Até hoje Uésly é aclamado por todos como o “Davi da escola”, que numa iô-iôzada sangrou um Dromedário e ganhou 1000 pontos no jogo da popularidade.

12 comentários:

Maria Angélica Davi Costa disse...

Chega de io-io!!!

Alê Marques disse...

essa febre de io-io vai acabar matando alguém! A começar pelo beiço! Mas a força não é centrípeta e sim tangencial!

el Samu disse...

Grande Alexandre. Viva as aulinhas d Senai na década de 80. Valeu.

Marcio disse...

não consegui parar de ler até terminar, que simpático esse dromedário!

Nilson Ares disse...
Este comentário foi removido pelo autor.
Nilson Ares disse...

Puxa vida... Como me lembrou Frankstein este texto.
Fragmentado como o monstro de Shelley...

Valeu!

el Samu disse...

Quem dera ser tão romancista assim.

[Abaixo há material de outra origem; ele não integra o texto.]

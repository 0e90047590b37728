//! Settings file commands

use crate::config::Config;
use crate::output;
use crate::ConfigCommands;
use anyhow::Result;

pub fn handle_config_command(command: ConfigCommands, config: &mut Config) -> Result<()> {
    match command {
        ConfigCommands::Show => {
            let mut shown = config.clone();
            if shown.token.is_some() {
                shown.token = Some("********".to_string());
            }
            println!("# {}", Config::config_path()?.display());
            print!("{}", toml::to_string_pretty(&shown)?);
        }
        ConfigCommands::Set { key, value } => {
            config.set(&key, &value)?;
            config.save()?;
            output::print_success(&format!("Set {}", key));
        }
    }
    Ok(())
}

Valeu Sarsa.

Maria Angélica Davi Costa disse...
Este comentário foi removido pelo autor.
Maria Angélica Davi Costa disse...

Praticamente um Veríssimo!!!
"Seus dotes mais notáveis eram a incrível potência das cordas vocais, máscara craniana e o pertencimento a uma classe social de pseudo semi-burgueses, adquirida ao se casar com Astolfo, metalúrgico bem sucedido, e patrocinador da faculdade de pedagogia a distância, dessas que se tem por aí aos montes, como as clínicas odontológicas populares, mas que sobretudo a legitima o direito de ocupar aquele cargo educacional."

Essa descrição foi sensacional!!!

Todas as vezes que eu leio, meu dia fica mais feliz!!! Sonho com o dia que todos os io-ios vão ser esmagados!!! :)

el Samu disse...

Deixa o Veríssimo ficar sabendo disso. Vai virar comédia da vida privada.

Mas em todo caso:
A favor de um Estado Dromedariano!!! Abaixo aos iô-iôs nas escolas!!!
Boa idéia.

Valeu Maria

Anônimo disse...

não tenho nada contra os iô-iôs...porém a figura dromedariana me lembrou o mainardi quando jogávamos(sic) bola no Sueli...
valeu Chará, grande texto!
sf

el Samu disse...

Sabe que depois do texto lido também tive essa impressão. Valeu Farias.